If you want to watch your sugar intake carefully throughout the day, consider making your own salad dressings at home with beneficial ingredients like olive oil and apple cider vinegar.

4. Flavored Oatmeal
Many people remember eating sweet oatmeal bowls that come out of a packet for breakfast in the morning. However, like flavored yogurt, many of the instant flavored oatmeal packets or cups you can find in the grocery store are loaded with sugar.
"Flavored oatmeal in the packets and the cups contain eight to twelve grams of added sugar," notes Amber.
Luckily, more grocery stores are beginning to offer instant oatmeal packets that don't contain any sugar. Other than those, you can find steel-cut rolled oats to prepare at home.

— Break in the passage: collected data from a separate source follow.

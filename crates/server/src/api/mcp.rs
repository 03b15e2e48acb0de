use axum::Json;
use axum::extract::{Path, State};
use axum::http::HeaderMap;

use warden_auth::LicenseClaims;
use warden_core::Client;

use super::license_key;
use super::schemas::{ConnectorStatus, ErrorResponse, McpExecuteRequest, McpQueryRequest};
use crate::context::ServiceContext;
use crate::error::ServerError;

/// Authenticate an MCP call and resolve its effective service
/// permissions.
async fn authenticate(
    state: &ServiceContext,
    headers: &HeaderMap,
    client_id: &str,
    user_token: &str,
) -> Result<(Client, Option<LicenseClaims>), ServerError> {
    if client_id.is_empty() {
        return Err(ServerError::Validation("client_id field is required".into()));
    }
    let (client, claims) = state
        .authenticate_client(client_id, license_key(headers))
        .await?;
    state.authenticate_user(user_token, &client)?;

    if let Some(ref limiter) = state.rate_limiter {
        let bucket = format!("client:{}", client.id);
        if let Err(e) = limiter.check(&bucket, u64::from(client.rate_limit)) {
            state.metrics.increment_rate_limited();
            return Err(ServerError::RateLimited {
                retry_after: e.retry_after,
            });
        }
    }

    Ok((client, claims))
}

fn service_permissions(claims: Option<&LicenseClaims>) -> Option<&[String]> {
    claims
        .filter(|c| c.is_service_identity())
        .map(|c| c.permissions.as_slice())
}

/// `POST /mcp/resources/query` -- authenticated connector read.
#[utoipa::path(
    post,
    path = "/mcp/resources/query",
    tag = "Connectors",
    summary = "Query a connector",
    request_body(content = McpQueryRequest, description = "The read query"),
    responses(
        (status = 200, description = "Query result"),
        (status = 401, description = "Authentication failed", body = ErrorResponse),
        (status = 403, description = "Tenant not granted access", body = ErrorResponse),
        (status = 404, description = "Unknown connector", body = ErrorResponse),
        (status = 429, description = "Rate limit exceeded", body = ErrorResponse)
    )
)]
pub async fn query(
    State(state): State<ServiceContext>,
    headers: HeaderMap,
    Json(req): Json<McpQueryRequest>,
) -> Result<Json<serde_json::Value>, ServerError> {
    let (client, claims) = authenticate(&state, &headers, &req.client_id, &req.user_token).await?;

    let connector = state.connectors.validate_tenant_access(
        &req.connector,
        &client.tenant_id,
        service_permissions(claims.as_ref()),
    )?;
    let result = connector
        .query(&req.query)
        .await
        .map_err(ServerError::from)?;
    Ok(Json(result))
}

/// `POST /mcp/tools/execute` -- authenticated connector write.
#[utoipa::path(
    post,
    path = "/mcp/tools/execute",
    tag = "Connectors",
    summary = "Execute through a connector",
    request_body(content = McpExecuteRequest, description = "The write command"),
    responses(
        (status = 200, description = "Execution result"),
        (status = 401, description = "Authentication failed", body = ErrorResponse),
        (status = 403, description = "Tenant not granted access", body = ErrorResponse),
        (status = 404, description = "Unknown connector", body = ErrorResponse),
        (status = 429, description = "Rate limit exceeded", body = ErrorResponse)
    )
)]
pub async fn execute(
    State(state): State<ServiceContext>,
    headers: HeaderMap,
    Json(req): Json<McpExecuteRequest>,
) -> Result<Json<serde_json::Value>, ServerError> {
    let (client, claims) = authenticate(&state, &headers, &req.client_id, &req.user_token).await?;

    let connector = state.connectors.validate_tenant_access(
        &req.connector,
        &client.tenant_id,
        service_permissions(claims.as_ref()),
    )?;
    let result = connector
        .execute(&req.command)
        .await
        .map_err(ServerError::from)?;
    Ok(Json(result))
}

/// `GET /mcp/connectors` -- list connectors with health.
#[utoipa::path(
    get,
    path = "/mcp/connectors",
    tag = "Connectors",
    summary = "List connectors",
    responses(
        (status = 200, description = "Connector statuses", body = [ConnectorStatus])
    )
)]
pub async fn list_connectors(
    State(state): State<ServiceContext>,
) -> Json<Vec<ConnectorStatus>> {
    let statuses = state
        .connectors
        .health_check(state.settings.health_deadline)
        .await;
    let body = statuses
        .into_iter()
        .map(|(name, health)| ConnectorStatus {
            name,
            healthy: health.healthy,
            error: health.error,
            latency_ms: health.latency_ms,
        })
        .collect();
    Json(body)
}

/// `GET /mcp/connectors/{name}/health` -- single connector health.
#[utoipa::path(
    get,
    path = "/mcp/connectors/{name}/health",
    tag = "Connectors",
    summary = "Check one connector",
    params(("name" = String, Path, description = "Connector name")),
    responses(
        (status = 200, description = "Connector status", body = ConnectorStatus),
        (status = 404, description = "Unknown connector", body = ErrorResponse)
    )
)]
pub async fn connector_health(
    State(state): State<ServiceContext>,
    Path(name): Path<String>,
) -> Result<Json<ConnectorStatus>, ServerError> {
    let health = state
        .connectors
        .health_check_single(&name, state.settings.health_deadline)
        .await?;
    Ok(Json(ConnectorStatus {
        name,
        healthy: health.healthy,
        error: health.error,
        latency_ms: health.latency_ms,
    }))
}

/// `GET /mcp/health` -- aggregate connector health.
#[utoipa::path(
    get,
    path = "/mcp/health",
    tag = "Connectors",
    summary = "Aggregate connector health",
    responses((status = 200, description = "Aggregate status"))
)]
pub async fn aggregate_health(State(state): State<ServiceContext>) -> Json<serde_json::Value> {
    let statuses = state
        .connectors
        .health_check(state.settings.health_deadline)
        .await;
    let healthy = statuses.values().filter(|h| h.healthy).count();
    let total = statuses.len();
    let status = if healthy == total { "ok" } else { "degraded" };

    Json(serde_json::json!({
        "status": status,
        "connectors": total,
        "healthy": healthy,
    }))
}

When using plain oatmeal, you can flavor it yourself with your favorite milk, fruit, and more natural sweeteners like honey or maple syrup for a filling and sweet meal.

5. Barbecue Sauce
If you're gearing up for some spring and summer outdoor barbecues this year and are ready to dig into your fair share of ribs, pulled pork, or other BBQ sauce-covered items, just know that you may be consuming more sugar than you think.
"Two tablespoons of barbecue sauce contains twelve to sixteen grams of added sugar," reveals Amber.
Since barbecue sauce is often only eaten a few times a year for many families, it's not the end of the world to eat it in moderation. But if you're trying to lose weight or want to be more cautious of your blood sugar levels, you may want to splurge on a bottle of sugar-free barbecue sauce or find another dip for your favorite grilled foods.
"I cannot stress how important it is to read the nutrition label," adds Amber. "Were any of these surprising to you?"